Renewable Island: Fiestas ‘without footprints’ as entertainers go green
Singer Songwriter Mick Flannery, local musician Christy Barry and musician Sharon Shannon pictured at Doonagore, Doolin, launching the 3rd Doolin Folk Festival.
Ireland’s first carbon-neutral music festival took place earlier this month at Doolin, Co Clare.
Advertised as ‘the festival without the footprint’, it was centred around the Hotel Doolin – the first carbon-neutral hotel in the country and winner of Ireland’s Greenest Business at the Green Awards 2022.
Home to the Doolin Folk Festival, Hedge School Doolin, The Attic Live Venue and to Doolin Arts, Hotel Doolin's mission is “to bring people together to make magic memories in Ireland’s biggest small hotel.” Doolin Arts is Hotel Doolin’s non-profit vehicle for supporting the arts in North Clare, with events, including the Doolin Folk Festival, run on a non-profit basis ensuring that 100% of the ticket revenue goes directly to artists, crew and the delivery of the festival.
Regular attendees at music festivals at home and abroad, the team at Hotel Doolin have always wanted to ensure that the Doolin Folk Festival was a sustainable festival, with a positive impact on the environment and the arts community and the first carbon-neutral music festival in the country.

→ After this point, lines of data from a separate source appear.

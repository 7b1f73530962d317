//! The data page, the atomic unit of ANT+ broadcasts.

use thiserror::Error;

/// Number of bytes in a data page.
pub const PAGE_SIZE: usize = 8;

/// An error constructing a data page.
#[derive(Debug, Clone, Copy, PartialEq, Eq, Error)]
pub enum PageError {
    /// Fewer than eight bytes were supplied.
    #[error("Data page is too short ({0} bytes).")]
    TooShort(usize),
}

/// An immutable 8-byte data page.
///
/// Byte 0 holds the page identifier; the remaining seven bytes are interpreted
/// according to the device family and the identifier.
#[derive(Debug, Clone, Copy, PartialEq, Eq, Hash)]
#[cfg_attr(feature = "serde", derive(serde::Serialize, serde::Deserialize))]
pub struct Page([u8; PAGE_SIZE]);

impl Page {
    /// Wrap an array of bytes as a page.
    pub const fn new(bytes: [u8; PAGE_SIZE]) -> Self {
        Self(bytes)
    }

    /// The leading page identifier.
    pub const fn id(&self) -> u8 {
        self.0[0]
    }

    /// The raw bytes of the page.
    pub const fn bytes(&self) -> [u8; PAGE_SIZE] {
        self.0
    }

    /// The raw bytes of the page, by reference.
    pub const fn as_array(&self) -> &[u8; PAGE_SIZE] {
        &self.0
    }
}

impl From<[u8; PAGE_SIZE]> for Page {
    fn from(bytes: [u8; PAGE_SIZE]) -> Self {
        Self(bytes)
    }
}

impl TryFrom<&[u8]> for Page {
    type Error = PageError;

    /// Take a page from the start of a payload.
    ///
    /// Payloads shorter than a page are rejected without a partial decode.
    /// Bytes beyond the eighth are not part of the page and are ignored.
    fn try_from(payload: &[u8]) -> Result<Self, Self::Error> {
        let Some(bytes) = payload.first_chunk::<PAGE_SIZE>() else {
            Err(PageError::TooShort(payload.len()))?
        };

        Ok(Self(*bytes))
    }
}

/// Derive [`FromPage`] for an enumeration of page layouts.
///
/// Each variant holds a single type implementing [`FromPage`], and carries a
/// `page(..)` attribute with a pattern matching the identifiers it decodes.
/// Identifiers matched by no variant yield `None`.
///
/// ```
/// #[derive(FromPage)]
/// enum SpeedPage {
///     #[page(0x00 | 0x80)]
///     Default(DefaultPage),
///     #[page(0x02..=0x1F)]
///     Programmable(ProgrammablePage),
/// }
/// ```
///
/// The generated implementation names `FromPage` and `Page` unqualified, so
/// both must be in scope.
pub use chainring_derive::FromPage;

/// Decode a typed value from a data page.
pub trait FromPage: Sized {
    /// Decode the page, or return `None` if this type does not claim it.
    fn from_page(page: &Page) -> Option<Self>;
}

/// Mapping of all-ones "not available" markers to `None`.
pub trait Available: Sized {
    /// Return the value unless it holds the "not available" marker.
    fn available(self) -> Option<Self>;
}

macro_rules! available {
    ($($t:ty),*) => {$(
        impl Available for $t {
            fn available(self) -> Option<Self> {
                if self != <$t>::MAX {
                    Some(self)
                } else {
                    None
                }
            }
        }
    )*};
}

available!(u8, u16, u32);

/// Decode a half-percent byte, mapping `0xFF` to NaN.
pub fn percent(raw: u8) -> f64 {
    match raw.available() {
        Some(v) => f64::from(v) * 0.5,
        None => f64::NAN,
    }
}

/// Marker in the right-hand byte of a paired percentage for a combined
/// measurement.
pub const COMBINED: u8 = 0xFE;

/// A left/right pair of half-percent measurements.
#[derive(Debug, Clone, Copy, PartialEq)]
#[cfg_attr(feature = "serde", derive(serde::Serialize, serde::Deserialize))]
pub struct PairedPercent {
    /// Left value in percent, or NaN if unavailable.
    pub left: f64,
    /// Right value in percent, or NaN if unavailable.
    pub right: f64,
    /// Whether the left byte holds a single combined measurement, reported for
    /// both sides.
    pub combined: bool,
}

impl PairedPercent {
    /// Decode a pair of half-percent bytes.
    ///
    /// `0xFF` in either byte is unavailable. `0xFE` in the right byte marks the
    /// left byte as a combined measurement, which is then reported for both
    /// sides.
    pub fn decode(left: u8, right: u8) -> Self {
        if right == COMBINED {
            let value = percent(left);
            Self {
                left: value,
                right: value,
                combined: true,
            }
        } else {
            Self {
                left: percent(left),
                right: percent(right),
                combined: false,
            }
        }
    }
}

impl Default for PairedPercent {
    fn default() -> Self {
        Self {
            left: f64::NAN,
            right: f64::NAN,
            combined: false,
        }
    }
}

/// Read a 24-bit little-endian integer.
pub(crate) fn u24_le(bytes: [u8; 3]) -> u32 {
    u32::from_le_bytes([bytes[0], bytes[1], bytes[2], 0])
}
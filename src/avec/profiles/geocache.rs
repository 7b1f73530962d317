//! Geocaches (device type 19).
//!
//! A geocache broadcasts its trackable identifier and PIN page, followed by
//! programmable pages `0x02..=0x1F`, each tagged with a data identifier:
//! coordinates of the next stage, a hint split over several pages, and a log
//! of visits.

use alloc::borrow::Cow;

use chrono::{NaiveDateTime, TimeDelta};
use zerocopy::{
    FromBytes,
    byteorder::little_endian::{I32, U16, U32},
};

use crate::{
    avec::{reassembly::Reassembler, session::Config},
    sans::{
        FromPage, Page,
        command::{
            Command, CommandError,
            geocache::{self, Program},
        },
        page::Available,
        trackable::TrackableId,
    },
};

use super::Profile;

/// Pages claimed by geocaches.
#[derive(Debug, Clone, Copy, PartialEq, Eq, FromPage)]
#[cfg_attr(feature = "serde", derive(serde::Serialize, serde::Deserialize))]
pub enum GeocachePage {
    #[page(0x00)]
    TrackableId(TrackableId),
    #[page(0x01)]
    Pin(PinPage),
    #[page(0x02..=0x1F)]
    Data(DataPage),
    #[page(0x20)]
    Authentication(AuthenticationPage),
}

impl FromPage for TrackableId {
    fn from_page(page: &Page) -> Option<Self> {
        let [_, r @ ..] = page.bytes();
        Some(Self::decode(r))
    }
}

/// PIN page (`0x01`).
#[derive(Debug, Clone, Copy, PartialEq, Eq)]
#[cfg_attr(feature = "serde", derive(serde::Serialize, serde::Deserialize))]
pub struct PinPage {
    pub pin: Option<u32>,
    /// Number of pages written when the geocache was programmed.
    pub total_pages_programmed: Option<u8>,
}

impl FromPage for PinPage {
    fn from_page(page: &Page) -> Option<Self> {
        #[repr(C)]
        #[derive(FromBytes)]
        struct Layout {
            _page: u8,
            _reserved: u8,
            pin: U32,
            total_pages_programmed: u8,
            _reserved_2: u8,
        }

        let Layout {
            pin,
            total_pages_programmed,
            ..
        } = zerocopy::transmute!(page.bytes());

        Some(Self {
            pin: pin.get().available(),
            total_pages_programmed: total_pages_programmed.available(),
        })
    }
}

/// Content of a programmable page.
#[derive(Debug, Clone, Copy, PartialEq, Eq)]
#[cfg_attr(feature = "serde", derive(serde::Serialize, serde::Deserialize))]
pub enum Data {
    /// Semicircles.
    Latitude(i32),
    /// Semicircles.
    Longitude(i32),
    /// Fragment of the hint, padded with nulls.
    Hint([u8; geocache::HINT_FRAGMENT]),
    LoggedVisits {
        /// Time of the last visit, if any visit has been logged.
        last_visit: Option<NaiveDateTime>,
        count: u16,
    },
}

/// A programmable page (`0x02..=0x1F`).
#[derive(Debug, Clone, Copy, PartialEq, Eq)]
#[cfg_attr(feature = "serde", derive(serde::Serialize, serde::Deserialize))]
pub struct DataPage {
    pub index: u8,
    pub data: Data,
}

impl FromPage for DataPage {
    fn from_page(page: &Page) -> Option<Self> {
        #[repr(C)]
        #[derive(FromBytes)]
        struct Layout {
            index: u8,
            data_id: u8,
            payload: [u8; 6],
        }

        #[repr(C)]
        #[derive(FromBytes)]
        struct Coordinate {
            value: I32,
            _reserved: [u8; 2],
        }

        #[repr(C)]
        #[derive(FromBytes)]
        struct Visits {
            timestamp: U32,
            count: U16,
        }

        let Layout {
            index,
            data_id,
            payload,
        } = zerocopy::transmute!(page.bytes());

        let data = match data_id {
            geocache::LATITUDE => {
                let Coordinate { value, .. } = zerocopy::transmute!(payload);
                Data::Latitude(value.get())
            }
            geocache::LONGITUDE => {
                let Coordinate { value, .. } = zerocopy::transmute!(payload);
                Data::Longitude(value.get())
            }
            geocache::HINT => Data::Hint(payload),
            geocache::LOGGED_VISITS => {
                let Visits { timestamp, count } = zerocopy::transmute!(payload);
                let count = count.get();
                let last_visit = if count > 0 {
                    geocache::epoch()
                        .checked_add_signed(TimeDelta::seconds(i64::from(timestamp.get())))
                } else {
                    None
                };
                Data::LoggedVisits { last_visit, count }
            }
            _ => return None,
        };

        Some(Self { index, data })
    }
}

/// Authentication page (`0x20`).
#[derive(Debug, Clone, Copy, PartialEq, Eq)]
#[cfg_attr(feature = "serde", derive(serde::Serialize, serde::Deserialize))]
pub struct AuthenticationPage {
    pub token: [u8; 7],
}

impl FromPage for AuthenticationPage {
    fn from_page(page: &Page) -> Option<Self> {
        let [_, token @ ..] = page.bytes();
        Some(Self { token })
    }
}

/// Fields changed by a geocache page.
#[derive(Debug, Clone, Copy, PartialEq, Eq)]
#[cfg_attr(feature = "serde", derive(serde::Serialize, serde::Deserialize))]
pub enum Update {
    TrackableId,
    Pin,
    Latitude,
    Longitude,
    Hint,
    LoggedVisits,
    AuthenticationToken,
}

/// Telemetry of a geocache.
#[derive(Debug, Clone, Default, PartialEq, Eq)]
#[cfg_attr(feature = "serde", derive(serde::Serialize, serde::Deserialize))]
pub struct Geocache {
    pub trackable_id: Option<TrackableId>,
    pub pin: Option<u32>,
    pub total_pages_programmed: Option<u8>,
    /// Latitude of the next stage in semicircles.
    pub latitude: Option<i32>,
    /// Longitude of the next stage in semicircles.
    pub longitude: Option<i32>,
    hint: Reassembler,
    pub visits: Option<u16>,
    pub last_visit: Option<NaiveDateTime>,
    /// Page holding the logged visits, needed to log another.
    logged_visits_page: Option<u8>,
    authentication_requested: bool,
    pub authentication_token: Option<[u8; 7]>,
}

impl Geocache {
    /// The reassembled hint.
    pub fn hint(&self) -> Cow<'_, str> {
        self.hint.text()
    }

    /// Latitude of the next stage in degrees.
    pub fn latitude_degrees(&self) -> Option<f64> {
        self.latitude.map(semicircles_to_degrees)
    }

    /// Longitude of the next stage in degrees.
    pub fn longitude_degrees(&self) -> Option<f64> {
        self.longitude.map(semicircles_to_degrees)
    }

    pub fn logged_visits_page(&self) -> Option<u8> {
        self.logged_visits_page
    }

    /// Request the PIN page, discarding the hint so it is received afresh.
    pub fn request_pin(&mut self) -> Command {
        self.hint.clear();
        geocache::request_pin()
    }

    /// Request an authentication token. The next authentication page is
    /// accepted as the response; unsolicited pages are ignored.
    pub fn request_authentication(&mut self, nonce: [u8; 2], serial_number: u32) -> Command {
        self.authentication_requested = true;
        geocache::request_authentication(nonce, serial_number)
    }

    /// Log a visit at `timestamp`, incrementing the visit count.
    pub fn log_visit(&self, timestamp: NaiveDateTime) -> Result<Command, CommandError> {
        let page = self
            .logged_visits_page
            .ok_or(CommandError::NoLoggedVisitsPage)?;
        let visits = self.visits.unwrap_or(0).saturating_add(1);

        Ok(geocache::log_visits(page, timestamp, visits))
    }

    /// Build the pages programming the geocache, discarding the hint.
    ///
    /// The owning session should be marked as programming while the pages
    /// are sent.
    pub fn program(
        &mut self,
        program: &Program,
    ) -> Result<[Page; geocache::PAGE_COUNT], CommandError> {
        let pages = geocache::program(program)?;
        self.hint.clear();
        Ok(pages)
    }
}

fn semicircles_to_degrees(v: i32) -> f64 {
    f64::from(v) * (180.0 / 2_147_483_648.0)
}

impl Profile for Geocache {
    type Page = GeocachePage;
    type Update = Update;

    fn apply(&mut self, page: GeocachePage, _: &Config) -> Option<Update> {
        match page {
            GeocachePage::TrackableId(id) => {
                self.trackable_id = Some(id);
                Some(Update::TrackableId)
            }
            GeocachePage::Pin(p) => {
                if let Some(pin) = p.pin {
                    self.pin = Some(pin);
                }
                if let Some(total) = p.total_pages_programmed {
                    self.total_pages_programmed = Some(total);
                }
                Some(Update::Pin)
            }
            GeocachePage::Data(DataPage { index, data }) => match data {
                Data::Latitude(v) => {
                    self.latitude = Some(v);
                    Some(Update::Latitude)
                }
                Data::Longitude(v) => {
                    self.longitude = Some(v);
                    Some(Update::Longitude)
                }
                Data::Hint(fragment) => self
                    .hint
                    .push(index, &fragment)
                    .is_change()
                    .then_some(Update::Hint),
                Data::LoggedVisits { last_visit, count } => {
                    self.logged_visits_page = Some(index);
                    self.visits = Some(count);
                    self.last_visit = last_visit;
                    Some(Update::LoggedVisits)
                }
            },
            GeocachePage::Authentication(p) => {
                if !self.authentication_requested {
                    log::debug!("Ignoring unsolicited authentication page.");
                    return None;
                }
                self.authentication_requested = false;
                self.authentication_token = Some(p.token);
                Some(Update::AuthenticationToken)
            }
        }
    }
}
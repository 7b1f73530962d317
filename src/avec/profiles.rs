//! Device family telemetry.
//!
//! Each family owns a page table, an enumeration deriving
//! [`FromPage`](macro@crate::sans::FromPage) over the identifiers it claims, and a
//! telemetry record folding decoded pages into running state. Pages a family
//! does not claim are routed to the shared pages by the session.

pub mod background;
pub mod bicycle_power;
pub mod fitness_equipment;
pub mod geocache;
pub mod heart_rate;
pub mod speed_cadence;
pub mod unknown;

use crate::sans::FromPage;

use super::session::Config;

/// A device family's telemetry record.
pub trait Profile {
    /// The pages claimed by the family.
    type Page: FromPage;
    /// A group of fields changed by a page.
    type Update;

    /// Fold a decoded page into the record.
    ///
    /// Returns `None` if the page was accepted but changed nothing worth
    /// reporting.
    fn apply(&mut self, page: Self::Page, config: &Config) -> Option<Self::Update>;
}
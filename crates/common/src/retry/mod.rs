//! Retry policy for fallible I/O calls
//!
//! A [`RetryPolicy`] bounds the number of attempts, decides which errors are
//! worth another attempt and spaces attempts with exponential backoff. On
//! exhaustion the caller either gets the last error back ([`RetryPolicy::run`])
//! or a logged `None` ([`RetryPolicy::run_or_skip`]).

use crate::errors::{AppError, Result};
use backoff::{ExponentialBackoff, ExponentialBackoffBuilder};
use std::future::Future;
use std::sync::atomic::{AtomicU32, Ordering};
use std::time::Duration;

/// Attempts made by the pipeline for page fetches and model calls
pub const DEFAULT_MAX_ATTEMPTS: u32 = 3;

/// Retry policy applied around a single operation
#[derive(Debug, Clone)]
pub struct RetryPolicy {
    max_attempts: u32,
    initial_interval: Duration,
    max_interval: Duration,
    retry_on: fn(&AppError) -> bool,
}

impl Default for RetryPolicy {
    fn default() -> Self {
        Self {
            max_attempts: DEFAULT_MAX_ATTEMPTS,
            initial_interval: Duration::from_millis(200),
            max_interval: Duration::from_secs(2),
            retry_on: AppError::is_retryable,
        }
    }
}

impl RetryPolicy {
    pub fn new(max_attempts: u32) -> Self {
        Self {
            max_attempts: max_attempts.max(1),
            ..Self::default()
        }
    }

    /// Retry immediately, without sleeping between attempts
    pub fn without_delay(mut self) -> Self {
        self.initial_interval = Duration::ZERO;
        self.max_interval = Duration::ZERO;
        self
    }

    /// Restrict which errors qualify for another attempt
    pub fn retry_on(mut self, predicate: fn(&AppError) -> bool) -> Self {
        self.retry_on = predicate;
        self
    }

    pub fn max_attempts(&self) -> u32 {
        self.max_attempts
    }

    fn backoff(&self) -> ExponentialBackoff {
        ExponentialBackoffBuilder::new()
            .with_initial_interval(self.initial_interval)
            .with_max_interval(self.max_interval)
            .with_max_elapsed_time(None)
            .build()
    }

    /// Run `op` until it succeeds or attempts run out, returning the last error
    pub async fn run<T, F, Fut>(&self, operation: &str, mut op: F) -> Result<T>
    where
        F: FnMut() -> Fut,
        Fut: Future<Output = Result<T>>,
    {
        let attempt = AtomicU32::new(0);
        let max_attempts = self.max_attempts;
        let retry_on = self.retry_on;

        backoff::future::retry(self.backoff(), || {
            let current = attempt.fetch_add(1, Ordering::Relaxed) + 1;
            let fut = op();
            async move {
                fut.await.map_err(|err| {
                    if current >= max_attempts || !retry_on(&err) {
                        backoff::Error::permanent(err)
                    } else {
                        tracing::warn!(
                            operation,
                            attempt = current,
                            max_attempts,
                            error = %err,
                            "Attempt failed, retrying"
                        );
                        backoff::Error::transient(err)
                    }
                })
            }
        })
        .await
    }

    /// Run `op` like [`RetryPolicy::run`], logging and discarding the final error
    pub async fn run_or_skip<T, F, Fut>(&self, operation: &str, op: F) -> Option<T>
    where
        F: FnMut() -> Fut,
        Fut: Future<Output = Result<T>>,
    {
        match self.run(operation, op).await {
            Ok(value) => Some(value),
            Err(err) => {
                tracing::error!(operation, error = %err, "Giving up after retries");
                None
            }
        }
    }
}
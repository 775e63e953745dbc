//! Local HTTP server for exercising the real clients in tests

use axum::Router;

/// Serve `app` on an ephemeral localhost port and return its base URL
pub async fn serve(app: Router) -> String {
    let listener = tokio::net::TcpListener::bind("127.0.0.1:0").await.unwrap();
    let addr = listener.local_addr().unwrap();
    tokio::spawn(async move {
        axum::serve(listener, app).await.unwrap();
    });
    format!("http://{}", addr)
}
//! Health check handlers

use axum::{extract::State, Json};
use serde::Serialize;
use crate::AppState;

#[derive(Serialize)]
pub struct HealthResponse {
    pub status: String,
    pub name: String,
    pub version: String,
}

/// Liveness probe - always returns healthy if server is running
pub async fn health(State(state): State<AppState>) -> Json<HealthResponse> {
    Json(HealthResponse {
        status: "healthy".to_string(),
        name: state.settings.app_name.clone(),
        version: state.settings.app_version.clone(),
    })
}
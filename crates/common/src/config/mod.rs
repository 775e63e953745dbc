//! Configuration management for AnswerForge services
//!
//! Settings are read once at startup from environment variables (after an
//! optional `.env` file has been loaded by the binary). Variable names are
//! matched case-sensitively and anything not listed in [`RECOGNIZED_KEYS`]
//! is ignored.

use crate::errors::Result;
use config::{Config, Environment};
use serde::{Deserialize, Serialize};
use std::collections::HashMap;
use std::time::Duration;
use validator::Validate;

/// Environment variables read by [`Settings::load`]
pub const RECOGNIZED_KEYS: &[&str] = &[
    "APP_ADDRESS",
    "APP_PORT",
    "APP_NAME",
    "APP_VERSION",
    "LOGGING_LEVEL",
    "ENABLE_DEBUG",
    "JSON_LOGGING",
    "API_PREFIX",
    "OPENAI_API_KEY",
    "OPENAI_ENDPOINT",
    "OPENAI_MODEL_NAME",
    "SYSTEM_INSTRUCTION",
    "SEARCH_ENDPOINT",
    "SEARCH_MAX_RESULTS",
    "FETCH_TIMEOUT_SECS",
    "LLM_TIMEOUT_SECS",
];

/// Default persona for the assistant
pub const DEFAULT_SYSTEM_INSTRUCTION: &str = "Представь, что ты профессионал по поиску информации. \
Тебе необходимо помогать находить ответы на вопросы по университету ИТМО.";

/// Process-wide application settings
///
/// Field names are the lowercased environment variable names.
#[derive(Debug, Clone, Deserialize, Serialize, Validate)]
pub struct Settings {
    /// Address to bind to
    #[serde(default = "default_address")]
    pub app_address: String,

    /// Port to listen on
    #[serde(default = "default_port")]
    pub app_port: u16,

    #[validate(length(min = 1))]
    pub app_name: String,

    #[serde(default = "default_version")]
    pub app_version: String,

    /// Log level (Python-style names such as `WARNING` are accepted)
    #[serde(default = "default_log_level")]
    pub logging_level: String,

    /// Attach source locations to log records
    #[serde(default = "default_enable_debug")]
    pub enable_debug: bool,

    /// Emit log records as JSON
    #[serde(default)]
    pub json_logging: bool,

    /// Prefix the prediction route is mounted under
    #[serde(default = "default_api_prefix")]
    pub api_prefix: String,

    #[serde(skip_serializing)]
    #[validate(length(min = 1))]
    pub openai_api_key: String,

    /// OpenAI-compatible base URL, e.g. `https://api.openai.com/v1`
    #[validate(url)]
    pub openai_endpoint: String,

    #[serde(default = "default_model_name")]
    pub openai_model_name: String,

    #[serde(default = "default_system_instruction")]
    pub system_instruction: String,

    /// DuckDuckGo HTML search endpoint
    #[serde(default = "default_search_endpoint")]
    #[validate(url)]
    pub search_endpoint: String,

    /// Number of search hits used as sources
    #[serde(default = "default_search_max_results")]
    #[validate(range(min = 1))]
    pub search_max_results: usize,

    #[serde(default = "default_fetch_timeout")]
    pub fetch_timeout_secs: u64,

    #[serde(default = "default_llm_timeout")]
    pub llm_timeout_secs: u64,
}

// Default value functions
fn default_address() -> String { "0.0.0.0".to_string() }
fn default_port() -> u16 { 8080 }
fn default_version() -> String { "0.0.1".to_string() }
fn default_log_level() -> String { "DEBUG".to_string() }
fn default_enable_debug() -> bool { true }
fn default_api_prefix() -> String { "/api".to_string() }
fn default_model_name() -> String { "gpt-4o-mini".to_string() }
fn default_system_instruction() -> String { DEFAULT_SYSTEM_INSTRUCTION.to_string() }
fn default_search_endpoint() -> String { "https://html.duckduckgo.com/html/".to_string() }
fn default_search_max_results() -> usize { 1 }
fn default_fetch_timeout() -> u64 { 10 }
fn default_llm_timeout() -> u64 { 60 }

impl Settings {
    /// Load settings from the process environment
    pub fn load() -> Result<Self> {
        let vars = std::env::vars()
            .filter(|(key, _)| RECOGNIZED_KEYS.contains(&key.as_str()))
            .collect();
        Self::from_vars(vars)
    }

    /// Build settings from an explicit variable map
    ///
    /// Keys are matched exactly; unrecognized keys are dropped.
    pub fn from_vars(mut vars: HashMap<String, String>) -> Result<Self> {
        vars.retain(|key, _| RECOGNIZED_KEYS.contains(&key.as_str()));

        let settings: Settings = Config::builder()
            .add_source(Environment::default().source(Some(vars)))
            .build()?
            .try_deserialize()?;

        settings.validate()?;
        Ok(settings)
    }

    /// Socket address string the server binds to
    pub fn bind_address(&self) -> String {
        format!("{}:{}", self.app_address, self.app_port)
    }

    /// Route prefix without a trailing slash; empty means the root
    pub fn route_prefix(&self) -> String {
        let trimmed = self.api_prefix.trim().trim_end_matches('/');
        if trimmed.is_empty() || trimmed.starts_with('/') {
            trimmed.to_string()
        } else {
            format!("/{}", trimmed)
        }
    }

    /// `tracing` filter directive for the configured level
    pub fn log_filter(&self) -> String {
        match self.logging_level.trim().to_ascii_lowercase().as_str() {
            "warning" => "warn".to_string(),
            "critical" | "fatal" => "error".to_string(),
            "notset" => "trace".to_string(),
            other => other.to_string(),
        }
    }

    pub fn fetch_timeout(&self) -> Duration {
        Duration::from_secs(self.fetch_timeout_secs)
    }

    pub fn llm_timeout(&self) -> Duration {
        Duration::from_secs(self.llm_timeout_secs)
    }
}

“If a small festival like us can achieve carbon neutrality and pay a fair rate to performers then there is no reason the bigger festivals, with all their resources and profit generated, cannot strive to do the same.”
CLIMATE & SUSTAINABILITY HUB
There was no single-use or plastic packaging or products in use at this year’s festival, no printed programmes, wrist bands were compostable and all energy used was from renewable sources.
In addition, the organisers planted 500 native trees onsite with support from hometree.ie ahead of the festival to add to the 700 already planted earlier in the year.
The Terraforma festival in Milan puts in place a waste management programme in addition to site work is carried out by local young architects to build a space made from sustainable materials.
The DGTL festival in Amsterdam is guided by a manifesto centred around a ‘sustainable big three’: reusable cups, a smart energy plan and a meat-free menu.

The festival is presented as an opportunity to learn, creating a mini-city within an abandoned shipyard in which forward-focussed eco-design of the future can be tested out.
The Shambala festival in Northamptonshire, UK is advertised as ‘Adventures in Utopia, with the entire festival powered by 100% renewable energy, recycling exchanges and a meat and fish-free menu.
The EDP Cool Jazz gathering in Lisbon is sponsored by EDP, Europe’s largest electricity provider, and puts much into proving its green-minded credentials. The company pledges to completely neutralise the carbon footprint of the event, including the travel of all artists.
Northside at Aarhus in Denmark has a goal to be “the world’s most green and sustainable cultural event”. Similar to Terraforma, Northside follows each annual gathering with a report considering ways that it can continue pushing boundaries in festival management for a green-hungry age.
At the festival itself, “Trash Talkers” help sort your rubbish into six sections; the food is 100% organic; and there are no car parks on site.
Vision: 2025 is a shared vision for a sustainable outdoor events industry, and was conceived as part of ‘The Show Must Go On’ report, a festival industry response to the 2015 global climate change talks in Paris.
The report outlined the environmental impacts of the festival industry and aimed to provide a robust basis for an industry-wide action. The report launched the Vision: 2025 pledge to bring together festivals that wish to take action to create a sustainable future.
By 2020, over 100 events had pledged to follow the Vision: 2025 strategy to create more sustainable events. Powerful Thinking is a ‘think-do tank’ which brings together festivals, suppliers and environmental organisations to explore ways to reduce the costs and carbon through increased efficiency and alternatives, and share findings to promote lower carbon industry.
It aims to provide clear guidance and resources to festival organisers about approaches to sustainable power and to drive a market for renewable energy supply at festivals, understanding and accounting for the business and cost restraints.
Powerful Thinking Chair, Tim Benson, commented on how festivals can adapt organic waste into their circular economy models.
“In 2019, Worthy Farm, home to Glastonbury Festival, commissioned Biogest to build a 125kW anaerobic digestion plant on their site, which produces energy from cow manure and exports this back into the grid. Plans for using this biomass solution to supplement the festival’s show power were already being considered, before the untimely intervention of the Corona virus.
“Yet for established festivals that have long-term relationships with their landowners, these kinds of projects could benefit both parties through a jointly funded venture. And of course, less food waste to landfill will reduce the volume of methane emitted into the atmosphere, which can only be a good thing as it has five times the warming potential of CO2.”